Repeat the whole listing exactly as it appears.

========

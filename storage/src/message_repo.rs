//! Message repository: persistence and queries for the history log.
//!
//! Uses SqlitePoolManager and the models (MessageRecord, HistoryQuery).
//! External: SQLite via sqlx; callers use save/query/count.

use async_trait::async_trait;
use tracing::{debug, info};

use crate::error::StorageError;
use crate::history_store::HistoryStore;
use crate::models::{HistoryQuery, MessageRecord};
use crate::sqlite_pool::SqlitePoolManager;

#[derive(Clone)]
pub struct MessageRepository {
    pool_manager: SqlitePoolManager,
}

impl MessageRepository {
    pub async fn new(database_url: &str) -> Result<Self, StorageError> {
        let pool_manager = SqlitePoolManager::new(database_url).await?;
        let repo = Self { pool_manager };
        repo.init().await?;
        Ok(repo)
    }

    async fn init(&self) -> Result<(), StorageError> {
        info!("Creating history tables if not exist");

        let pool = self.pool_manager.pool();

        sqlx::query(
            r#"
            CREATE TABLE IF NOT EXISTS messages (
                id TEXT PRIMARY KEY,
                channel TEXT NOT NULL,
                user TEXT NOT NULL,
                text TEXT NOT NULL,
                time TEXT NOT NULL
            )
            "#,
        )
        .execute(pool)
        .await?;

        sqlx::query("CREATE INDEX IF NOT EXISTS idx_messages_channel ON messages(channel)")
            .execute(pool)
            .await?;

        sqlx::query("CREATE INDEX IF NOT EXISTS idx_messages_user ON messages(user)")
            .execute(pool)
            .await?;

        Ok(())
    }

    /// Appends a message to the log.
    pub async fn save(&self, message: &MessageRecord) -> Result<(), StorageError> {
        let pool = self.pool_manager.pool();

        sqlx::query(
            r#"
            INSERT INTO messages (id, channel, user, text, time)
            VALUES (?, ?, ?, ?, ?)
            "#,
        )
        .bind(&message.id)
        .bind(&message.channel)
        .bind(&message.user)
        .bind(&message.text)
        .bind(message.time)
        .execute(pool)
        .await?;

        debug!(
            id = %message.id,
            channel = %message.channel,
            user = %message.user,
            "Saved message"
        );
        Ok(())
    }

    pub async fn count(&self) -> Result<i64, StorageError> {
        let pool = self.pool_manager.pool();
        let total: (i64,) = sqlx::query_as("SELECT COUNT(*) FROM messages")
            .fetch_one(pool)
            .await?;
        Ok(total.0)
    }

    pub async fn get_message_by_id(
        &self,
        message_id: &str,
    ) -> Result<Option<MessageRecord>, StorageError> {
        let pool = self.pool_manager.pool();

        let message = sqlx::query_as::<_, MessageRecord>(
            "SELECT id, channel, user, text, time FROM messages WHERE id = ?",
        )
        .bind(message_id)
        .fetch_optional(pool)
        .await?;

        Ok(message)
    }
}

#[async_trait]
impl HistoryStore for MessageRepository {
    async fn query(&self, query: &HistoryQuery) -> Result<Vec<MessageRecord>, StorageError> {
        let pool = self.pool_manager.pool();
        let mut sql = String::from("SELECT id, channel, user, text, time FROM messages WHERE 1=1");
        let mut params: Vec<&str> = Vec::new();

        if let Some(channel) = query.channel.as_deref() {
            sql.push_str(" AND channel = ?");
            params.push(channel);
        }

        if let Some(user) = query.user.as_deref() {
            sql.push_str(" AND user = ?");
            params.push(user);
        }

        // Insertion order is store order.
        sql.push_str(" ORDER BY rowid ASC");

        if let Some(limit) = query.limit {
            sql.push_str(&format!(" LIMIT {}", limit));
        }

        let mut query_builder = sqlx::query_as::<_, MessageRecord>(&sql);
        for param in params {
            query_builder = query_builder.bind(param);
        }

        let messages: Vec<MessageRecord> = query_builder.fetch_all(pool).await?;
        info!(
            channel = ?query.channel,
            user = ?query.user,
            "Retrieved {} messages",
            messages.len()
        );

        Ok(messages)
    }
}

========

Worked solution -
filename storage/src/message_repo.rs
//! Message repository: persistence and queries for the history log.
//!
//! Uses SqlitePoolManager and the models (MessageRecord, HistoryQuery).
//! External: SQLite via sqlx; callers use save/query/count.

use async_trait::async_trait;
use tracing::{debug, info};

use crate::error::StorageError;
use crate::history_store::HistoryStore;
use crate::models::{HistoryQuery, MessageRecord};
use crate::sqlite_pool::SqlitePoolManager;

#[derive(Clone)]
pub struct MessageRepository {
    pool_manager: SqlitePoolManager,
}

impl MessageRepository {
    pub async fn new(database_url: &str) -> Result<Self, StorageError> {
        let pool_manager = SqlitePoolManager::new(database_url).await?;
        let repo = Self { pool_manager };
        repo.init().await?;
        Ok(repo)
    }

    async fn init(&self) -> Result<(), StorageError> {
        info!("Creating history tables if not exist");

        let pool = self.pool_manager.pool();

        sqlx::query(
            r#"
            CREATE TABLE IF NOT EXISTS messages (
                id TEXT PRIMARY KEY,
                channel TEXT NOT NULL,
                user TEXT NOT NULL,
                text TEXT NOT NULL,
                time TEXT NOT NULL
            )
            "#,
        )
        .execute(pool)
        .await?;

        sqlx::query("CREATE INDEX IF NOT EXISTS idx_messages_channel ON messages(channel)")
            .execute(pool)
            .await?;

        sqlx::query("CREATE INDEX IF NOT EXISTS idx_messages_user ON messages(user)")
            .execute(pool)
            .await?;

        Ok(())
    }

    /// Appends a message to the log.
    pub async fn save(&self, message: &MessageRecord) -> Result<(), StorageError> {
        let pool = self.pool_manager.pool();

        sqlx::query(
            r#"
            INSERT INTO messages (id, channel, user, text, time)
            VALUES (?, ?, ?, ?, ?)
            "#,
        )
        .bind(&message.id)
        .bind(&message.channel)
        .bind(&message.user)
        .bind(&message.text)
        .bind(message.time)
        .execute(pool)
        .await?;

        debug!(
            id = %message.id,
            channel = %message.channel,
            user = %message.user,
            "Saved message"
        );
        Ok(())
    }

    pub async fn count(&self) -> Result<i64, StorageError> {
        let pool = self.pool_manager.pool();
        let total: (i64,) = sqlx::query_as("SELECT COUNT(*) FROM messages")
            .fetch_one(pool)
            .await?;
        Ok(total.0)
    }

    pub async fn get_message_by_id(
        &self,
        message_id: &str,
    ) -> Result<Option<MessageRecord>, StorageError> {
        let pool = self.pool_manager.pool();

        let message = sqlx::query_as::<_, MessageRecord>(
            "SELECT id, channel, user, text, time FROM messages WHERE id = ?",
        )
        .bind(message_id)
        .fetch_optional(pool)
        .await?;

        Ok(message)
    }
}

#[async_trait]
impl HistoryStore for MessageRepository {
    async fn query(&self, query: &HistoryQuery) -> Result<Vec<MessageRecord>, StorageError> {
        let pool = self.pool_manager.pool();
        let mut sql = String::from("SELECT id, channel, user, text, time FROM messages WHERE 1=1");
        let mut params: Vec<&str> = Vec::new();

        if let Some(channel) = query.channel.as_deref() {
            sql.push_str(" AND channel = ?");
            params.push(channel);
        }

        if let Some(user) = query.user.as_deref() {
            sql.push_str(" AND user = ?");
            params.push(user);
        }

        // Insertion order is store order.
        sql.push_str(" ORDER BY rowid ASC");

        if let Some(limit) = query.limit {
            sql.push_str(&format!(" LIMIT {}", limit));
        }

        let mut query_builder = sqlx::query_as::<_, MessageRecord>(&sql);
        for param in params {
            query_builder = query_builder.bind(param);
        }

        let messages: Vec<MessageRecord> = query_builder.fetch_all(pool).await?;
        info!(
            channel = ?query.channel,
            user = ?query.user,
            "Retrieved {} messages",
            messages.len()
        );

        Ok(messages)
    }
}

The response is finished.